Title: Genetically engineered maize plants reveal distinct costs and benefits of constitutive volatile emissions in the field

Author
item ROBERT, CHRISTELLE - Neuchatel University - Switzerland
item ERB, MATTHIAS - Max Planck Society
item HILTPOLD, IVAN - University Of Missouri
item Hibbard, Bruce
item GAILLARD, MICHAEL - University Of Neuchatel
item BILAT, JULIA - University Of Neuchatel
item DEGENHARDT, JORG - Martin Luther University
item CAMBET-PETIT-JEAN, XAVIER - University Of Neuchatel
item TURLINGS, TED - University Of Neuchatel
item ZWAHLEN, CLADIA - University Of Neuchatel

Submitted to: Plant Biotechnology
Publication Type: Peer Reviewed Journal
Publication Acceptance Date: 1/11/2013
Publication Date: 6/1/2013
Citation: Robert, C.A., Erb, M., Hiltpold, I., Hibbard, B.E., Gaillard, M.D., Bilat, J., Degenhardt, J., Cambet-Petit-Jean, X., Turlings, T.C., Zwahlen, C. 2013. Genetically engineered maize plants reveal distinct costs and benefits of constitutive volatile emissions in the field. Plant Biotechnology. 11:628-639.

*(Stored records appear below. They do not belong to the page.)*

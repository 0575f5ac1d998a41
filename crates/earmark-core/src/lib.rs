//! Earmark Core - Landmark Audio Fingerprinting
//!
//! Turns audio into spectral peak landmarks, pairs them into compact hashes,
//! keeps those hashes in a concurrent inverted index and identifies query
//! clips by voting on consistent time offsets.

pub mod audio;
pub mod cancel;
pub mod catalog;
pub mod config;
pub mod engine;
pub mod error;
pub mod fingerprint;
pub mod fingerprinter;
pub mod index;
pub mod landmark;
pub mod matching;
pub mod pipeline;
pub mod stats;
pub mod storage_backend;
pub mod storage_config;
pub mod transform;

#[cfg(test)]
mod test_signals;

pub use audio::{AudioData, AudioFormat, Decoder, FileDecoder};
pub use cancel::CancelToken;
pub use catalog::{TrackCatalog, TrackMetadata};
pub use config::{EngineConfig, FingerprintConfig, MatchConfig, PipelineConfig};
pub use engine::Engine;
pub use error::{Error, Result};
pub use fingerprint::{Fingerprint, FingerprintGenerator};
pub use fingerprinter::{Fingerprinter, TrackFingerprints};
pub use index::{FingerprintIndex, IndexStats, MemoryIndex, Posting, TrackId};
pub use landmark::{Landmark, LandmarkExtractor};
pub use matching::{MatchOutcome, MatchResult, Matcher};
pub use pipeline::{BatchReport, BatchSummary, FileReport, FileStatus, Pipeline, TrackSource};
pub use stats::StatsSnapshot;
pub use storage_backend::{hydrate, next_track_id, open_backend, HydrateSummary, StorageBackend, StoredTrack};
pub use storage_config::EarmarkConfig;

use std::path::Path;

/// Decode one file and fingerprint it
pub fn fingerprint_file(path: &Path, config: &FingerprintConfig) -> Result<TrackFingerprints> {
    config.validate()?;
    let audio = FileDecoder::from_config(config).decode(path)?;
    Ok(Fingerprinter::new(config)?.fingerprint(&audio.samples))
}
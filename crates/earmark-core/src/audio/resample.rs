//! Band-limited resampling with rubato

use anyhow::{Context, Result};
use rubato::{FftFixedIn, Resampler};

const CHUNK_SIZE: usize = 1024;

/// Resample mono audio from `from_rate` to `to_rate`.
///
/// Output length is `len * to_rate / from_rate`, aligned with the input
/// (the resampler's delay is removed).
pub fn resample_to_target(samples: &[f32], from_rate: u32, to_rate: u32) -> Result<Vec<f32>> {
    if from_rate == to_rate || samples.is_empty() {
        return Ok(samples.to_vec());
    }

    let mut resampler = FftFixedIn::<f32>::new(from_rate as usize, to_rate as usize, CHUNK_SIZE, 2, 1)
        .context("failed to build resampler")?;

    let expected = (samples.len() as u64 * to_rate as u64 / from_rate as u64) as usize;
    let delay = resampler.output_delay();
    let mut output = Vec::with_capacity(expected + delay + CHUNK_SIZE);
    let mut pos = 0;

    // Zero-pad the tail so the final chunk flushes through the filter
    while output.len() < expected + delay {
        let need = resampler.input_frames_next();
        let mut chunk = vec![0.0f32; need];
        if pos < samples.len() {
            let end = (pos + need).min(samples.len());
            chunk[..end - pos].copy_from_slice(&samples[pos..end]);
        }
        pos += need;

        let out = resampler.process(&[chunk], None).context("resampling failed")?;
        output.extend_from_slice(&out[0]);
    }

    Ok(output.into_iter().skip(delay).take(expected).collect())
}
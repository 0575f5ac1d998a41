//! Earmark fingerprint file formats
//!
//! A stored track is its metadata plus `(hash, anchor_time)` entries. Three
//! encodings share the same [`TrackFile`] model: pretty JSON, BSON and a
//! compact checksummed binary `.fp` layout.

pub mod error;
pub mod format;
pub mod json_format;
pub mod reader;
pub mod writer;

pub use error::{FpError, Result};
pub use format::{FpEntry, FpHeader, TrackFile, TrackInfo, ENTRY_SIZE, HEADER_SIZE, MAGIC, VERSION};
pub use reader::FpReader;
pub use writer::FpWriter;
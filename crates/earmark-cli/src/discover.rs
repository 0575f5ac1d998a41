//! Input file discovery

use anyhow::{Context, Result};
use earmark_core::AudioFormat;
use std::path::{Path, PathBuf};

/// Expand `paths` into audio files
///
/// Files are taken as given. Directories contribute files with a known audio
/// extension, descending into subdirectories only when `recursive`. Each
/// directory's files come back sorted.
pub fn collect_audio_files(paths: &[PathBuf], recursive: bool) -> Result<Vec<PathBuf>> {
    let mut files = Vec::new();
    for path in paths {
        if path.is_dir() {
            walk(path, recursive, &mut files)?;
        } else if path.is_file() {
            files.push(path.clone());
        } else {
            anyhow::bail!("Input not found: {}", path.display());
        }
    }
    Ok(files)
}

fn walk(dir: &Path, recursive: bool, files: &mut Vec<PathBuf>) -> Result<()> {
    let mut entries: Vec<PathBuf> = std::fs::read_dir(dir)
        .with_context(|| format!("Failed to read directory {}", dir.display()))?
        .filter_map(|entry| entry.ok())
        .map(|entry| entry.path())
        .collect();
    entries.sort();

    for path in entries {
        if path.is_dir() {
            if recursive {
                walk(&path, recursive, files)?;
            }
        } else if AudioFormat::from_path(&path) != AudioFormat::Unknown {
            files.push(path);
        } else {
            log::debug!("Skipping {}", path.display());
        }
    }
    Ok(())
}

#[cfg(test)]
mod tests {
    use super::*;
    use std::fs;

    fn touch(path: &Path) {
        fs::write(path, b"").unwrap();
    }

    #[test]
    fn test_directory_walk() {
        let dir = tempfile::tempdir().unwrap();
        let nested = dir.path().join("live");
        fs::create_dir(&nested).unwrap();
        touch(&dir.path().join("b.mp3"));
        touch(&dir.path().join("a.FLAC"));
        touch(&dir.path().join("cover.jpg"));
        touch(&nested.join("set.m4a"));

        let flat = collect_audio_files(&[dir.path().to_path_buf()], false).unwrap();
        assert_eq!(flat, vec![dir.path().join("a.FLAC"), dir.path().join("b.mp3")]);

        let deep = collect_audio_files(&[dir.path().to_path_buf()], true).unwrap();
        assert_eq!(deep.len(), 3);
        assert!(deep.contains(&nested.join("set.m4a")));
    }

    #[test]
    fn test_explicit_files_are_kept() {
        let dir = tempfile::tempdir().unwrap();
        let odd = dir.path().join("recording.raw");
        touch(&odd);

        let files = collect_audio_files(&[odd.clone()], false).unwrap();
        assert_eq!(files, vec![odd]);
    }

    #[test]
    fn test_missing_input() {
        let err = collect_audio_files(&[PathBuf::from("/no/such/input")], false).unwrap_err();
        assert!(err.to_string().contains("/no/such/input"));
    }
}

Interpretive Summary: Genetic manipulation of plant volatile chemical emissions using transgenic techniques could be a useful tool to enhance plant defences against herbivores, but the potential costs associated with the manipulation of the genes involved in the production of volatile chemicals are unknown. We investigated the physiological and ecological effects of a transformed (genetically modified) corn line with a gene the controls the production a group of small organic compounds (terpenes). Seed germination, plant growth, and yield were lower in the transformed line. The metabolic costs that the plant has that is associated with the continuous production of terpenes provides a possible explanation as to why they are normally only produced after induction by insect feeding in non-transgenic wild and cultivated corn. The overexpression of the gene responsible for terpene synthesis in corn did not impair overall plant resistance to insects. However, we did discover that terpene production may have attracted leaf pests that resulted in an increase in leaf-damage. The opposite effect was observed below-ground: Although terpenoid producing lines were attractive to the specialist root herbivore, western corn rootworm, they did not suffer more root damage than the control plants in the field, possibly because of the enhanced attraction of nematodes that prey on the rootworm larvae. Furthermore, fewer adults of the root herbivore, southern corn rootworm, were found to emerge near plants that emitted these terpenes. Overall, under the given field conditions, the costs of constitutive production of volatile chemicals overshadowed its benefits with regards to increased defense capabilities. This study highlights the need for a thorough assessment of the physiological and ecological consequences of genetically engineering plant signals in order to determine the potential of this approach for sustainable pest management strategies.

Technical Abstract: Genetic manipulation of plant volatile emissions is a promising tool to enhance plant defences against herbivores. However, the potential costs associated with the manipulation of specific volatile synthase genes are unknown. Therefore, we investigated the physiological and ecological effects of transforming a maize line with an terpene synthase gene in field and laboratory assays, both above- and below-ground. The transformation, which resulted in the constitutive emission of (E)-ß-caryophyllene and a-humulene, was found to compromise seed germination, plant growth and yield. These physiological costs provide a possible explanation for the inducibility of an (E)-ß-caryophyllene-synthase gene in wild and cultivated maize. The overexpression of the terpene synthase gene did not impair plant resistance nor volatile emission. However, terpenoid emission increased plant apparency to herbivores, including adults and larvae of the aboveground pest Spodoptera frugiperda, resulting in an increase in leaf-damage. The opposite effect was observed below-ground: Although terpenoid producing lines were attractive to the specialist root herbivore Diabrotica virgifera virgifera, they did not suffer more root damage in the field, possibly because of the enhanced attraction of entomopathogenic nematodes. Furthermore, fewer adults of the root herbivore Diabrotica undecimpunctata howardii were found to emerge near plants that emitted (E)-ß-caryophyllene and a-humulene. Yet, overall, under the given field conditions, the costs of constitutive volatile production overshadowed its benefits. This study highlights the need for a thorough assessment of the physiological and ecological consequences of genetically engineering plant signals in order to determine the potential of this approach for sustainable pest management strategies.